Insgesamt gelingt Hirschmann eine runde Publikation, die ihren Zweck einer Überblicksdarstellung voll und ganz erfüllt. Bei einem komplexen Thema wie diesem, dargestellt auf einer knapp bemessenen Seitenzahl bleibt es jedoch nicht aus, dass insbesondere Leute vom Fach, die noch dazu Eberhard Isenmanns ausführliches Werk zur deutschen Stadtgeschichte vor Augen haben, einschlägige Themen vermissen werden: Hierzu gehören beispielsweise bezüglich der herrschaftlichen Perspektive dezidierte Überlegungen zum Verhältnis Stadt-Adel bzw. Stadt-Kirche, hinsichtlich der städtischen Bevölkerung zur Rolle der Frauen oder in Bezug auf das städtische Krisen- und Konfliktmanagement Reflexionen zum Bereich der Resilienzforschung.

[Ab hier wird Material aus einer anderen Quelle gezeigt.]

//! Gallery cache keyed by the reference folder fingerprint.
//!
//! Readers clone an `Arc<Gallery>` out of a short read lock and match
//! without holding it. A rebuild produces a fresh gallery and swaps the
//! `Arc`; rebuilds are serialised so concurrent misses run the extractor once.

use std::path::PathBuf;
use std::sync::Arc;

use log::{debug, info, warn};
use parking_lot::{Mutex, RwLock};

use crate::error::Result;
use crate::gallery::Gallery;
use crate::references::Fingerprint;
use crate::storage::{self, ExtractorKey, GallerySnapshot};

struct Cached {
    fingerprint: Fingerprint,
    gallery: Arc<Gallery>,
}

pub struct GalleryCache {
    current: RwLock<Option<Cached>>,
    rebuild: Mutex<()>,
    snapshot_path: Option<PathBuf>,
    extractor: ExtractorKey,
}

impl GalleryCache {
    /// `extractor` describes how galleries handed to this cache are built.
    /// Snapshots written under a different key are never restored.
    pub fn new(snapshot_path: Option<PathBuf>, extractor: ExtractorKey) -> Self {
        Self {
            current: RwLock::new(None),
            rebuild: Mutex::new(()),
            snapshot_path,
            extractor,
        }
    }

    /// The gallery currently held, whatever its fingerprint.
    pub fn current(&self) -> Option<Arc<Gallery>> {
        self.current.read().as_ref().map(|c| c.gallery.clone())
    }

    fn lookup(&self, fingerprint: &Fingerprint) -> Option<Arc<Gallery>> {
        self.current
            .read()
            .as_ref()
            .filter(|c| &c.fingerprint == fingerprint)
            .map(|c| c.gallery.clone())
    }

    /// Return the gallery for `fingerprint`, running `build` only if neither
    /// memory nor the on-disk snapshot has it.
    pub fn get_or_build<F>(&self, fingerprint: Fingerprint, build: F) -> Result<Arc<Gallery>>
    where
        F: FnOnce() -> Result<Gallery>,
    {
        if let Some(gallery) = self.lookup(&fingerprint) {
            debug!("gallery cache hit ({} identities)", gallery.len());
            return Ok(gallery);
        }

        let _guard = self.rebuild.lock();
        // Another caller may have rebuilt while we waited.
        if let Some(gallery) = self.lookup(&fingerprint) {
            return Ok(gallery);
        }

        if let Some(gallery) = self.restore(&fingerprint) {
            return Ok(self.store(fingerprint, gallery));
        }

        info!("reference set changed, rebuilding gallery");
        let gallery = build()?;
        self.persist(&fingerprint, &gallery);
        Ok(self.store(fingerprint, gallery))
    }

    /// Build unconditionally, ignoring memory and snapshot.
    pub fn rebuild<F>(&self, fingerprint: Fingerprint, build: F) -> Result<Arc<Gallery>>
    where
        F: FnOnce() -> Result<Gallery>,
    {
        let _guard = self.rebuild.lock();
        let gallery = build()?;
        self.persist(&fingerprint, &gallery);
        Ok(self.store(fingerprint, gallery))
    }

    fn store(&self, fingerprint: Fingerprint, gallery: Gallery) -> Arc<Gallery> {
        let gallery = Arc::new(gallery);
        *self.current.write() = Some(Cached {
            fingerprint,
            gallery: gallery.clone(),
        });
        gallery
    }

    fn restore(&self, fingerprint: &Fingerprint) -> Option<Gallery> {
        let path = self.snapshot_path.as_deref()?;
        let snapshot = match storage::load_snapshot(path) {
            Ok(Some(s)) => s,
            Ok(None) => return None,
            Err(e) => {
                warn!("ignoring unreadable gallery snapshot: {:#}", e);
                return None;
            }
        };
        if snapshot.extractor != self.extractor {
            info!(
                "gallery snapshot {} was built with other extractor settings",
                path.display()
            );
            return None;
        }
        if &snapshot.fingerprint != fingerprint {
            debug!("gallery snapshot {} is stale", path.display());
            return None;
        }
        match snapshot.to_gallery() {
            Ok(gallery) => {
                info!(
                    "restored gallery snapshot {} ({} identities)",
                    path.display(),
                    gallery.len()
                );
                Some(gallery)
            }
            Err(e) => {
                warn!("ignoring invalid gallery snapshot: {:#}", e);
                None
            }
        }
    }

    fn persist(&self, fingerprint: &Fingerprint, gallery: &Gallery) {
        let Some(path) = self.snapshot_path.as_deref() else {
            return;
        };
        let snapshot =
            GallerySnapshot::new(self.extractor.clone(), fingerprint.clone(), gallery);
        if let Err(e) = storage::save_snapshot(path, &snapshot) {
            warn!("failed to write gallery snapshot {}: {:#}", path.display(), e);
        }
    }
}
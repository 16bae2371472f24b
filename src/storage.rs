use anyhow::{Context, Result};
use serde::{Deserialize, Serialize};
use std::path::Path;

use crate::config::DetectorConfig;
use crate::gallery::Gallery;
use crate::references::{self, Fingerprint, SourceStamp};
use crate::Embedding;

const SNAPSHOT_VERSION: u32 = 2;

/// How the stored embeddings were produced: extractor settings plus the
/// model files on disk. Embeddings made under another key live in a
/// different space even when their dimension agrees.
#[derive(Debug, Clone, PartialEq, Serialize, Deserialize)]
pub struct ExtractorKey {
    pub settings: DetectorConfig,
    pub models: Vec<SourceStamp>,
}

impl ExtractorKey {
    pub fn new(settings: &DetectorConfig) -> Self {
        let models = [&settings.detector_model, &settings.recognizer_model]
            .into_iter()
            .filter_map(|path| references::stamp(path))
            .collect();
        Self {
            settings: settings.clone(),
            models,
        }
    }
}

#[derive(Debug, Clone, PartialEq, Serialize, Deserialize)]
pub struct StoredEntry {
    pub identity: String,
    pub embedding: Vec<f32>,
}

/// A built gallery together with the reference state and extractor it was
/// built from.
#[derive(Debug, Clone, PartialEq, Serialize, Deserialize)]
pub struct GallerySnapshot {
    pub version: u32,
    pub extractor: ExtractorKey,
    pub fingerprint: Fingerprint,
    pub entries: Vec<StoredEntry>,
}

impl GallerySnapshot {
    pub fn new(extractor: ExtractorKey, fingerprint: Fingerprint, gallery: &Gallery) -> Self {
        Self {
            version: SNAPSHOT_VERSION,
            extractor,
            fingerprint,
            entries: gallery
                .iter()
                .map(|e| StoredEntry {
                    identity: e.identity.clone(),
                    embedding: e.embedding.to_vec(),
                })
                .collect(),
        }
    }

    pub fn to_gallery(&self) -> Result<Gallery> {
        let mut gallery = Gallery::new();
        for entry in &self.entries {
            gallery
                .insert(&entry.identity, Embedding::new(entry.embedding.clone()))
                .with_context(|| format!("restoring {}", entry.identity))?;
        }
        Ok(gallery)
    }
}

/// Load a snapshot. Missing files and snapshots from another format version
/// read as `None`.
pub fn load_snapshot(path: &Path) -> Result<Option<GallerySnapshot>> {
    if !path.exists() {
        return Ok(None);
    }

    let data = std::fs::read(path).with_context(|| format!("reading {}", path.display()))?;
    let snapshot: GallerySnapshot = postcard::from_bytes(&data)
        .with_context(|| format!("decoding snapshot {}", path.display()))?;
    if snapshot.version != SNAPSHOT_VERSION {
        log::info!(
            "ignoring gallery snapshot {} (version {}, expected {})",
            path.display(),
            snapshot.version,
            SNAPSHOT_VERSION
        );
        return Ok(None);
    }
    Ok(Some(snapshot))
}

pub fn save_snapshot(path: &Path, snapshot: &GallerySnapshot) -> Result<()> {
    if let Some(parent) = path.parent() {
        std::fs::create_dir_all(parent)?;
    }
    let data = postcard::to_allocvec(snapshot)?;
    // Write then rename so readers never see a torn file.
    let tmp = path.with_extension("tmp");
    std::fs::write(&tmp, data).with_context(|| format!("writing {}", tmp.display()))?;
    std::fs::rename(&tmp, path).with_context(|| format!("replacing {}", path.display()))?;
    Ok(())
}

#[cfg(test)]
mod tests {
    use super::*;
    use std::path::PathBuf;

    fn key() -> ExtractorKey {
        ExtractorKey::new(&DetectorConfig::default())
    }

    fn sample() -> (Fingerprint, Gallery) {
        let fp = Fingerprint(vec![SourceStamp {
            path: PathBuf::from("students/alice.png"),
            len: 42,
            modified_ms: 1_700_000_000_000,
        }]);
        let mut g = Gallery::new();
        g.insert("alice", Embedding::new(vec![0.5, -1.25, 3.0])).unwrap();
        g.insert("bob", Embedding::new(vec![2.0, 0.0, -7.5])).unwrap();
        (fp, g)
    }

    #[test]
    fn snapshot_restores_gallery() {
        let dir = tempfile::tempdir().unwrap();
        let path = dir.path().join("cache/gallery.bin");
        let (fp, g) = sample();

        save_snapshot(&path, &GallerySnapshot::new(key(), fp.clone(), &g)).unwrap();
        let loaded = load_snapshot(&path).unwrap().unwrap();

        assert_eq!(loaded.fingerprint, fp);
        assert_eq!(loaded.extractor, key());
        assert_eq!(loaded.to_gallery().unwrap(), g);
        assert!(!path.with_extension("tmp").exists());
    }

    #[test]
    fn missing_snapshot_is_none() {
        let dir = tempfile::tempdir().unwrap();
        assert!(load_snapshot(&dir.path().join("nope.bin")).unwrap().is_none());
    }

    #[test]
    fn other_version_is_ignored() {
        let dir = tempfile::tempdir().unwrap();
        let path = dir.path().join("gallery.bin");
        let (fp, g) = sample();
        let mut snapshot = GallerySnapshot::new(key(), fp, &g);
        snapshot.version = SNAPSHOT_VERSION + 1;
        save_snapshot(&path, &snapshot).unwrap();

        assert!(load_snapshot(&path).unwrap().is_none());
    }

    #[test]
    fn corrupt_snapshot_is_an_error() {
        let dir = tempfile::tempdir().unwrap();
        let path = dir.path().join("gallery.bin");
        std::fs::write(&path, [0xff, 0xff, 0xff]).unwrap();
        assert!(load_snapshot(&path).is_err());
    }

    #[test]
    fn key_follows_settings_and_model_files() {
        let dir = tempfile::tempdir().unwrap();
        let mut settings = DetectorConfig {
            detector_model: dir.path().join("yunet.onnx"),
            recognizer_model: dir.path().join("sface.onnx"),
            ..DetectorConfig::default()
        };
        let absent = ExtractorKey::new(&settings);
        assert!(absent.models.is_empty());

        std::fs::write(&settings.recognizer_model, b"weights").unwrap();
        let present = ExtractorKey::new(&settings);
        assert_eq!(present.models.len(), 1);
        assert_ne!(absent, present);
        assert_eq!(present, ExtractorKey::new(&settings));

        std::fs::write(&settings.recognizer_model, b"retrained weights").unwrap();
        assert_ne!(present, ExtractorKey::new(&settings));

        let before = ExtractorKey::new(&settings);
        settings.normalize_embeddings = true;
        assert_ne!(before, ExtractorKey::new(&settings));
    }
}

Bezüglich des Forschungsabrisses fällt zudem auf, dass die eigenen Beiträge des Autors eine starke Gewichtung erfahren. Als ergänzende Anmerkung sei an dieser Stelle auf die zeitgleich erschienenen Publikationen von einerseits Thomas Biller (Die mittelalterlichen Stadtbefestigungen. Ein Handbuch, 2. Bde.), andererseits von Anne-Laure van Bruaene (u.a. Hg.: Gouden Eeuwen. Stad en samenleving in de Lage Landen 1100–1600) erwähnt. Gerade letztere ergänzt den vom Autor aufgezeigten Forschungsrückstand bezüglich der Lage Landen um ein weiteres Überblickswerk.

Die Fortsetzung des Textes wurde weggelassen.